The Third Circuit affirmed the district court’s grant of summary judgment in favor of the company, concluding that the plaintiff did not present evidence to establish a causal connection between his protected activity and the termination decision. The court noted that SOX requires a plaintiff to provide evidence showing, among other things, that his protected activity was a “contributing factor in the adverse action alleged in the complaint.” The court concluded that a reasonable jury could not find that the alleged protected activity was a contributing factor in the termination decision because (a) any inference of causation due to temporal proximity was “minimal” because of the 10-month gap in time, and (b) the record “overwhelmingly demonstrate[d]” legitimate intervening events between the protected activity and the termination decision. Moreover, the court noted that the company praised the plaintiff before and after his protected activity, the human resources employee who investigated the sexual harassment complaints against the plaintiff was unaware of his alleged protected activity, and the plaintiff’s colleagues who engaged in similar activity were not subjected to negative treatment.

In addition, the court determined that Tyco presented ample evidence showing that it would have terminated the plaintiff’s employment even in the absence of protected activity. Importantly, the court stated that “it is not our role to second-guess a human resources decision that followed a thorough investigation,” noting the absence of any evidence casting doubt on the integrity of the investigation.

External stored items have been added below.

//! Live query fan-out.
//!
//! Each distinct `QueryKey` owns at most one store listener, driven by a
//! pump task. Every `subscribe` call gets its own consumer channel on that
//! listener; the listener is released when the last consumer detaches and
//! evicted (with the error delivered to every consumer) when it fails.

use std::collections::HashMap;
use std::marker::PhantomData;
use std::pin::Pin;
use std::sync::Arc;
use std::task::{Context, Poll};

use futures::{Stream, StreamExt};
use parking_lot::Mutex;
use tokio::runtime::Handle;
use tokio::sync::mpsc;
use tokio::task::JoinHandle;
use tracing::{debug, warn};

use crate::error::{RepoError, RepoResult};
use crate::model::{Entity, decode};
use crate::store::{Document, DocumentStore, Query, QueryKey};

/// One emission of a listener: the full result set, not a diff.
#[derive(Debug, Clone, PartialEq)]
pub struct Snapshot {
    /// Position in the listener's emission order, starting at 1.
    pub version: u64,
    pub documents: Arc<Vec<Document>>,
}

type Delivery = RepoResult<Snapshot>;

struct Channel {
    generation: u64,
    consumers: HashMap<u64, mpsc::UnboundedSender<Delivery>>,
    latest: Option<Snapshot>,
    pump: Option<JoinHandle<()>>,
}

#[derive(Default)]
struct Registry {
    channels: HashMap<QueryKey, Channel>,
    next_consumer: u64,
    next_generation: u64,
}

#[derive(Clone)]
pub struct SubscriptionManager {
    store: Arc<dyn DocumentStore>,
    registry: Arc<Mutex<Registry>>,
}

impl SubscriptionManager {
    pub fn new(store: Arc<dyn DocumentStore>) -> Self {
        Self {
            store,
            registry: Arc::new(Mutex::new(Registry::default())),
        }
    }

    /// Attaches a consumer to the listener for `query`, opening one if
    /// none is active. A consumer joining a running listener receives its
    /// latest snapshot first.
    ///
    /// Listeners are pumped on the calling tokio runtime; outside one this
    /// fails with `InvalidState`.
    pub fn subscribe(&self, query: Query) -> RepoResult<Subscription> {
        let runtime = Handle::try_current().map_err(|err| {
            RepoError::InvalidState(format!("live queries need a tokio runtime: {err}"))
        })?;
        let key = query.key();
        let (tx, rx) = mpsc::unbounded_channel();

        let mut registry = self.registry.lock();
        registry.next_consumer += 1;
        let consumer_id = registry.next_consumer;

        let generation = match registry.channels.get_mut(&key) {
            Some(channel) => {
                if let Some(latest) = &channel.latest {
                    let _ = tx.send(Ok(latest.clone()));
                }
                channel.consumers.insert(consumer_id, tx);
                debug!(
                    key = %key,
                    consumers = channel.consumers.len(),
                    "Joined existing listener"
                );
                channel.generation
            }
            None => {
                registry.next_generation += 1;
                let generation = registry.next_generation;
                let pump = runtime.spawn(pump(
                    Arc::clone(&self.store),
                    Arc::clone(&self.registry),
                    query,
                    key.clone(),
                    generation,
                ));
                registry.channels.insert(
                    key.clone(),
                    Channel {
                        generation,
                        consumers: HashMap::from([(consumer_id, tx)]),
                        latest: None,
                        pump: Some(pump),
                    },
                );
                debug!(key = %key, generation, "Opened store listener");
                generation
            }
        };

        Ok(Subscription {
            key,
            generation,
            consumer_id,
            receiver: rx,
            registry: Arc::clone(&self.registry),
            closed: false,
        })
    }

    /// Number of keys with a live listener.
    pub fn active_keys(&self) -> usize {
        self.registry.lock().channels.len()
    }

    pub fn consumer_count(&self, key: &QueryKey) -> usize {
        self.registry
            .lock()
            .channels
            .get(key)
            .map_or(0, |channel| channel.consumers.len())
    }
}

async fn pump(
    store: Arc<dyn DocumentStore>,
    registry: Arc<Mutex<Registry>>,
    query: Query,
    key: QueryKey,
    generation: u64,
) {
    let mut stream = match store.listen(&query).await {
        Ok(stream) => stream,
        Err(err) => {
            terminate(&registry, &key, generation, err.into());
            return;
        }
    };

    while let Some(item) = stream.next().await {
        match item {
            Ok(documents) => {
                let mut reg = registry.lock();
                let Some(channel) = reg
                    .channels
                    .get_mut(&key)
                    .filter(|channel| channel.generation == generation)
                else {
                    return;
                };
                let version = channel.latest.as_ref().map_or(1, |s| s.version + 1);
                let snapshot = Snapshot {
                    version,
                    documents: Arc::new(documents),
                };
                channel
                    .consumers
                    .retain(|_, tx| tx.send(Ok(snapshot.clone())).is_ok());
                channel.latest = Some(snapshot);
                let abandoned = channel.consumers.is_empty();
                if abandoned {
                    reg.channels.remove(&key);
                    debug!(key = %key, "Listener abandoned by all consumers");
                    return;
                }
            }
            Err(err) => {
                terminate(&registry, &key, generation, err.into());
                return;
            }
        }
    }

    terminate(
        &registry,
        &key,
        generation,
        RepoError::StoreUnavailable("listener closed by the store".into()),
    );
}

/// Delivers `err` to every consumer of `key` and evicts the key so the next
/// `subscribe` opens a fresh listener.
fn terminate(registry: &Mutex<Registry>, key: &QueryKey, generation: u64, err: RepoError) {
    let mut reg = registry.lock();
    let current = reg
        .channels
        .get(key)
        .is_some_and(|channel| channel.generation == generation);
    if !current {
        return;
    }
    if let Some(channel) = reg.channels.remove(key) {
        warn!(key = %key, error = %err, consumers = channel.consumers.len(), "Listener failed");
        for tx in channel.consumers.values() {
            let _ = tx.send(Err(err.clone()));
        }
    }
}

/// A consumer of one live query. Yields snapshots until cancelled, dropped
/// or terminated by a listener error (delivered as the final item).
pub struct Subscription {
    key: QueryKey,
    generation: u64,
    consumer_id: u64,
    receiver: mpsc::UnboundedReceiver<Delivery>,
    registry: Arc<Mutex<Registry>>,
    closed: bool,
}

impl Subscription {
    pub fn key(&self) -> &QueryKey {
        &self.key
    }

    pub fn is_cancelled(&self) -> bool {
        self.closed
    }

    pub async fn next_snapshot(&mut self) -> Option<Delivery> {
        StreamExt::next(self).await
    }

    /// Nothing is observed after this returns. The store listener is torn
    /// down (asynchronously) when this was the last consumer.
    pub fn cancel(&mut self) {
        if self.closed {
            return;
        }
        self.closed = true;
        self.receiver.close();

        let mut reg = self.registry.lock();
        let last = match reg.channels.get_mut(&self.key) {
            Some(channel) if channel.generation == self.generation => {
                channel.consumers.remove(&self.consumer_id);
                channel.consumers.is_empty()
            }
            _ => false,
        };
        if last {
            if let Some(pump) = reg.channels.remove(&self.key).and_then(|c| c.pump) {
                pump.abort();
            }
            debug!(key = %self.key, "Last consumer detached, releasing listener");
        }
    }
}

impl std::fmt::Debug for Subscription {
    fn fmt(&self, f: &mut std::fmt::Formatter<'_>) -> std::fmt::Result {
        f.debug_struct("Subscription")
            .field("key", &self.key)
            .field("generation", &self.generation)
            .field("consumer_id", &self.consumer_id)
            .field("closed", &self.closed)
            .finish_non_exhaustive()
    }
}

impl Stream for Subscription {
    type Item = Delivery;

    fn poll_next(self: Pin<&mut Self>, cx: &mut Context<'_>) -> Poll<Option<Self::Item>> {
        let this = self.get_mut();
        if this.closed {
            return Poll::Ready(None);
        }
        this.receiver.poll_recv(cx)
    }
}

impl Drop for Subscription {
    fn drop(&mut self) {
        self.cancel();
    }
}

/// Typed view over a `Subscription`.
pub struct LiveQuery<T> {
    inner: Subscription,
    _entity: PhantomData<fn() -> T>,
}

impl<T: Entity> LiveQuery<T> {
    pub(crate) fn new(inner: Subscription) -> Self {
        Self {
            inner,
            _entity: PhantomData,
        }
    }

    pub fn key(&self) -> &QueryKey {
        self.inner.key()
    }

    pub fn cancel(&mut self) {
        self.inner.cancel();
    }

    pub fn is_cancelled(&self) -> bool {
        self.inner.is_cancelled()
    }
}

impl<T: Entity> Stream for LiveQuery<T> {
    type Item = RepoResult<Vec<T>>;

    fn poll_next(self: Pin<&mut Self>, cx: &mut Context<'_>) -> Poll<Option<Self::Item>> {
        let this = self.get_mut();
        Pin::new(&mut this.inner).poll_next(cx).map(|delivery| {
            delivery.map(|result| {
                result.and_then(|snapshot| {
                    snapshot
                        .documents
                        .iter()
                        .cloned()
                        .map(decode::<T>)
                        .collect::<RepoResult<Vec<T>>>()
                })
            })
        })
    }
}

#[cfg(test)]
mod tests {
    use super::*;
    use crate::store::MemoryStore;

    #[test]
    fn subscribing_outside_a_runtime_is_an_error() {
        let live = SubscriptionManager::new(Arc::new(MemoryStore::new()));
        let err = live.subscribe(Query::collection("employees")).unwrap_err();
        assert!(matches!(err, RepoError::InvalidState(_)));
        assert_eq!(live.active_keys(), 0);
    }
}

Implications for Employers

The Supreme Court may soon be asked to consider the question of whether whistleblowers must report wrongdoing to the SEC in order to be protected under Dodd-Frank. In the meantime, employers should be aware that whistleblowers who report concerns only to their employers may be covered by the anti-retaliation provisions of Dodd-Frank within the Second Circuit and other jurisdictions. Furthermore, board members and other decision-makers must consider that they may be held individually liable for any actions that could be perceived as retaliatory.

The statistics set out in the SEC’s 2015 annual report confirm that whistleblower tips continue to escalate and that the vast majority of tipsters who are current or former employees of the target company first report their concerns internally to supervisors or compliance personnel or assume that the company has knowledge of violations. In light of these facts, employers must maintain strong compliance practices with the goal of preventing misconduct. Training should be provided to those responsible for receiving reports about improper conduct, and care should be taken to prevent retaliation against employees who make a report. And when employers learn of actual misconduct, appropriate disciplinary and remedial action must be taken.

In addition, the statistics in the 2015 annual report, together with the Yang and Wiest cases, underscore the value of documenting the reasons for termination and conducting thorough investigations when employees raise concerns relating to potential violations of securities laws.

Finally, employers should review their employment agreements, confidentiality and nondisclosure agreements, handbooks, and separation agreements to ensure that the provisions in these documents do not run afoul of the SEC’s dictates.